Thursday, April 22, 2010

Hospital Gown, House Coat, and my Red High Heels

Last night was my MRI to look at the veins and arteries of my kidneys to help the surgeons determine which kidney to remove (which one will be easiest to remove) and to make sure both kidneys were functioning at a level which will enable my body to function with only 1.
So here's how it went. The test was scheduled for 630pm, I was to arrive at the hospital by 6, and was to fast for 6hrs prior.
Upon arrival I am given a questionnaire to fill out mostly pertaining to prior surgeries and any instance where I would have metal in my body. Thankfully I don't have a pacemaker or screws in any bones, and the tattoo that I have is over 3 weeks old (its 8 years old actually). I fill out the form, and get to change into the hospital gown, and robe. Everything had to come off except underwear and shoes. Of course I managed to still look fashionable in my red high heels. Or at least as fashionable as one can look in such a situation.
I do admit it was a joy having to wait in a general waiting room with friends and family of other patients while in such a fashionable outfit, instead of a waiting room normally reserved for patients who have had to change.
Needless to say the wait felt rather long, due in part to the fact they didnt call me for my test until 7pm.
At this point a technician went over the form I had just filled out ensuring I fully understood everything and walking me through the MRI.
I laid down on the "bed" and the tech went vein hunting. My veins are not easy to find on the best of days, and they like to hide when I am not well hydrated. Being as I had been fasting for over 6hrs, it took 2 techs 2 arms to get a vein that worked. Did I mention I hate needles? Super fun.
On the "bed" I have a needle in my arm, some cage-esque device over my abdomen, and am strapped in. The vein on my left side had a tube which would carry the contrast into my body, and it was hooked around my left fingers to keep it in place. In my right hand I had a panic balloon in case it was too much and I needed to stop the test and get out immediately.
They put me into the machine and that was certainly an experience. I've never had an MRI before so this was all new to me.  The top of the machine was hardly 4inches from the tip of my nose, there was a bright light and a fan. I fully understand how the fan would help keep air moving and help people with claustrophobia, but for me, it just made me cold, and I am frozen at the best of times.
I had these headphones on to get breathing instructions as it was important for when they were taking the pictures.
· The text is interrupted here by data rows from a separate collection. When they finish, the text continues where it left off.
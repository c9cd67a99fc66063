//! Scryfall SDK for Rust.
//!
//! Provides a high-level client for the Scryfall Magic: The Gathering API.
//! Every request is self rate limited, every response has its `id` / `object`
//! keys normalized to `api_id` / `obj`, list endpoints are followed across all
//! of their pages, and payloads are resolved into typed records by their
//! `obj` tag.
//!
//! # Quick start
//!
//! ```no_run
//! use scryfall_sdk::ScryfallSdk;
//! use scryfall_sdk::queries::NamedCardParams;
//!
//! let sdk = ScryfallSdk::builder().build().unwrap();
//!
//! // Look up a card
//! let bolt = sdk.cards().named(&NamedCardParams::exact("Lightning Bolt")).unwrap();
//!
//! // Every set, all pages merged
//! let sets = sdk.sets().all().unwrap();
//! ```

#[cfg(feature = "async")]
pub mod async_client;
pub mod cache;
pub mod config;
pub mod connection;
pub mod error;
pub mod models;
pub mod pagination;
pub mod params;
pub mod queries;
pub mod rate_limit;
pub mod sanitize;
pub mod transport;

#[cfg(feature = "async")]
pub use async_client::AsyncScryfallSdk;
pub use cache::ResponseCache;
pub use config::ClientConfig;
pub use connection::Connection;
pub use error::{Result, ScryfallError};
pub use models::{ApiList, Record, RecordTag};
pub use params::QueryParams;
pub use sanitize::sanitize;
pub use transport::{HttpRequest, HttpResponse, Method, ReqwestTransport, Transport};

use std::fmt;
use std::path::{Path, PathBuf};
use std::time::Duration;

// ---------------------------------------------------------------------------
// ScryfallSdkBuilder
// ---------------------------------------------------------------------------

/// Builder for configuring and constructing a [`ScryfallSdk`] instance.
///
/// Use [`ScryfallSdk::builder()`] to obtain a builder, chain configuration
/// methods, and call [`build()`](ScryfallSdkBuilder::build) to create the SDK.
pub struct ScryfallSdkBuilder {
    config: ClientConfig,
    cache_enabled: bool,
    cache_dir: Option<PathBuf>,
    cache_max_age: Option<Duration>,
    offline: bool,
    transport: Option<Box<dyn Transport>>,
}

impl Default for ScryfallSdkBuilder {
    fn default() -> Self {
        Self {
            config: ClientConfig::default(),
            cache_enabled: false,
            cache_dir: None,
            cache_max_age: Some(config::DEFAULT_CACHE_MAX_AGE),
            offline: false,
            transport: None,
        }
    }
}

impl ScryfallSdkBuilder {
    /// Point the SDK at a different API root.
    ///
    /// A trailing `/` is added if missing. Defaults to
    /// `https://api.scryfall.com/`.
    pub fn base_url(mut self, url: &str) -> Self {
        let mut url = url.to_string();
        if !url.ends_with('/') {
            url.push('/');
        }
        self.config.base_url = url;
        self
    }

    /// Set the delay applied before every request.
    ///
    /// Defaults to 500 ms. `Duration::ZERO` disables throttling.
    pub fn rate_limit(mut self, delay: Duration) -> Self {
        self.config.rate_limit = delay;
        self
    }

    /// Replace the list of platforms accepted by
    /// [`CardQuery::by_platform_id`](queries::CardQuery::by_platform_id).
    pub fn platforms<I, S>(mut self, platforms: I) -> Self
    where
        I: IntoIterator<Item = S>,
        S: Into<String>,
    {
        self.config.platforms = platforms.into_iter().map(Into::into).collect();
        self
    }

    /// Set the HTTP request timeout.
    ///
    /// Defaults to 60 seconds.
    pub fn timeout(mut self, timeout: Duration) -> Self {
        self.config.timeout = timeout;
        self
    }

    /// Set the `User-Agent` header sent with every request.
    pub fn user_agent(mut self, agent: &str) -> Self {
        self.config.user_agent = agent.to_string();
        self
    }

    /// Enable the response cache in the platform default directory
    /// (e.g. `~/.cache/scryfall-sdk` on Linux).
    pub fn cache(mut self, enabled: bool) -> Self {
        self.cache_enabled = enabled;
        self
    }

    /// Enable the response cache in a custom directory.
    pub fn cache_dir<P: AsRef<Path>>(mut self, path: P) -> Self {
        self.cache_dir = Some(path.as_ref().to_path_buf());
        self.cache_enabled = true;
        self
    }

    /// Set how long cached responses stay fresh.
    ///
    /// Defaults to 24 hours. `None` keeps entries until the cache is cleared.
    /// Offline mode serves entries regardless of age.
    pub fn cache_max_age(mut self, max_age: Option<Duration>) -> Self {
        self.cache_max_age = max_age;
        self
    }

    /// Enable or disable offline mode.
    ///
    /// When offline, the SDK never touches the network and only serves
    /// previously cached responses. Implies caching.
    pub fn offline(mut self, offline: bool) -> Self {
        self.offline = offline;
        if offline {
            self.cache_enabled = true;
        }
        self
    }

    /// Send requests through a custom [`Transport`] instead of `reqwest`.
    pub fn transport<T: Transport + 'static>(mut self, transport: T) -> Self {
        self.transport = Some(Box::new(transport));
        self
    }

    /// Build the SDK.
    ///
    /// Creates the cache directory when caching is enabled. No request is
    /// made until the first query.
    pub fn build(self) -> Result<ScryfallSdk> {
        let transport = match self.transport {
            Some(t) => t,
            None => Box::new(ReqwestTransport::new(&self.config)?),
        };
        let cache = if self.cache_enabled {
            Some(
                ResponseCache::new(self.cache_dir, self.offline)?
                    .with_max_age(self.cache_max_age),
            )
        } else {
            None
        };
        let conn = Connection::new(self.config, transport, cache);
        Ok(ScryfallSdk { conn })
    }
}

// ---------------------------------------------------------------------------
// ScryfallSdk
// ---------------------------------------------------------------------------

/// The main entry point for the Scryfall SDK.
///
/// Wraps a [`Connection`] and exposes endpoint-specific query interfaces as
/// lightweight borrowing wrappers.
///
/// Created via [`ScryfallSdk::builder()`].
pub struct ScryfallSdk {
    conn: Connection,
}

impl ScryfallSdk {
    /// Create a new builder for configuring the SDK.
    pub fn builder() -> ScryfallSdkBuilder {
        ScryfallSdkBuilder::default()
    }

    // -- Query accessors ---------------------------------------------------

    /// Access the card query interface.
    pub fn cards(&self) -> queries::CardQuery<'_> {
        queries::CardQuery::new(&self.conn)
    }

    /// Access the set query interface.
    pub fn sets(&self) -> queries::SetQuery<'_> {
        queries::SetQuery::new(&self.conn)
    }

    /// Access the rulings query interface.
    pub fn rulings(&self) -> queries::RulingQuery<'_> {
        queries::RulingQuery::new(&self.conn)
    }

    /// Access the symbology query interface.
    pub fn symbology(&self) -> queries::SymbologyQuery<'_> {
        queries::SymbologyQuery::new(&self.conn)
    }

    /// Access the catalog query interface.
    pub fn catalogs(&self) -> queries::CatalogQuery<'_> {
        queries::CatalogQuery::new(&self.conn)
    }

    /// Access the bulk data query interface.
    pub fn bulk_data(&self) -> queries::BulkDataQuery<'_> {
        queries::BulkDataQuery::new(&self.conn)
    }

    // -- Escape hatches ----------------------------------------------------

    /// GET any endpoint and resolve the result by its `obj` tag.
    ///
    /// `result_key` names the paginated collection field (`Some("data")` for
    /// list endpoints) or `None` for single objects.
    pub fn fetch(
        &self,
        path: &str,
        params: &QueryParams,
        result_key: Option<&str>,
    ) -> Result<Record> {
        self.conn.fetch_json(path, params, result_key)
    }

    /// Empty the response cache, if one is configured.
    pub fn clear_cache(&self) -> Result<()> {
        match self.conn.cache() {
            Some(cache) => cache.clear(),
            None => Ok(()),
        }
    }

    /// Return a reference to the underlying [`Connection`] for advanced usage.
    pub fn connection(&self) -> &Connection {
        &self.conn
    }
}

// ---------------------------------------------------------------------------
// Display
// ---------------------------------------------------------------------------

impl fmt::Display for ScryfallSdk {
    fn fmt(&self, f: &mut fmt::Formatter<'_>) -> fmt::Result {
        let config = self.conn.config();
        let cache = self
            .conn
            .cache()
            .map(|c| c.cache_dir.display().to_string())
            .unwrap_or_else(|| "none".to_string());
        write!(
            f,
            "ScryfallSdk(base_url={}, rate_limit={}ms, cache={}, offline={})",
            config.base_url,
            config.rate_limit.as_millis(),
            cache,
            self.conn.cache().is_some_and(|c| c.offline)
        )
    }
}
And also to muffle the incredibly loud noise of the machine.
The instructions were "breath in, breath out, breath in, breath out, stop breathing" and I was to hold my breath until they told me to resume. This was about as hard as it sounded. Thankfully when they were walking me through the procedure before we started the told me about how long each time was going to take, and it was easier when I counted as compared to me just holding my breath and having no idea when it would be okay for me to breath again. Each time it was about 23 seconds, and there was 1 longer one of just over 30seconds.  They took several pictures in this way, and each time the machine made a new and different, yet equally loud and annoying noise.
Then the contrast was inserted. This felt akin to slowly dipping my arm in very cold water as the contrast worked its way through my veins. I didnt really feel it through the rest of my body, mostly just the arm. Once the contrast was in they took another series of pictures, same breathing instructions, waited 2mins, and took the final series. The entire test took about 20minutes.
The pulled me out, unstrapped me, took the needle out, and I was free to put my red high heels on, change and leave.
How did I feel during all this? It felt like the world only existed in that small space, and I lost all concept of time. I didnt feel claustrophobic or anything like that, but I did feel nausuated and disorientated when it was finished.
It wasnt a hard test, and other than the multiple needles looking for a vein it was relatively painless. If they hadnt been running late I would have been at the hospital for about an hour.

The last things I have are a meeting with the psychiatrist (the appointment still hasnt been booked and likely wont be until May), then with a Doctor to go over all the test results and to determine which kidney they are taking, and finally on to the surgeons. How many surgeons and transplant specialists depends on if I am staying local, or if I am going to be going somewhere else in the country for the surgery.
I hope to be able to donate in this city as I dont think  I would be comfortable trying to recover in a hotel.
And as we get closer to being confirmed for surgery I am getting to a point where I am going to need to tell my boss. I havent said anything at this point, although I did tell her I was going for an MRI, and was 1 step away from telling her the full story. I told her about the MRI so she would know that some of this has been going on for a while, and wont be caught fully off guard when I do tell her. My husband thinks I should tell her the full story when I get confirmed, but I am leaning towards just telling her that I need surgery to remove a kidney and leaving it at that. I dont want any accolades or special treatment, and I know if I tell her it will be very hard for her to keep this between us. I know I need to figure all of this out, but I also know that it will be a while before I tell her as there is really no point until I am confirmed as a donor and the surgery is booked.
For now, I'm just happy to be back in regular clothes and out of the hospital gowns.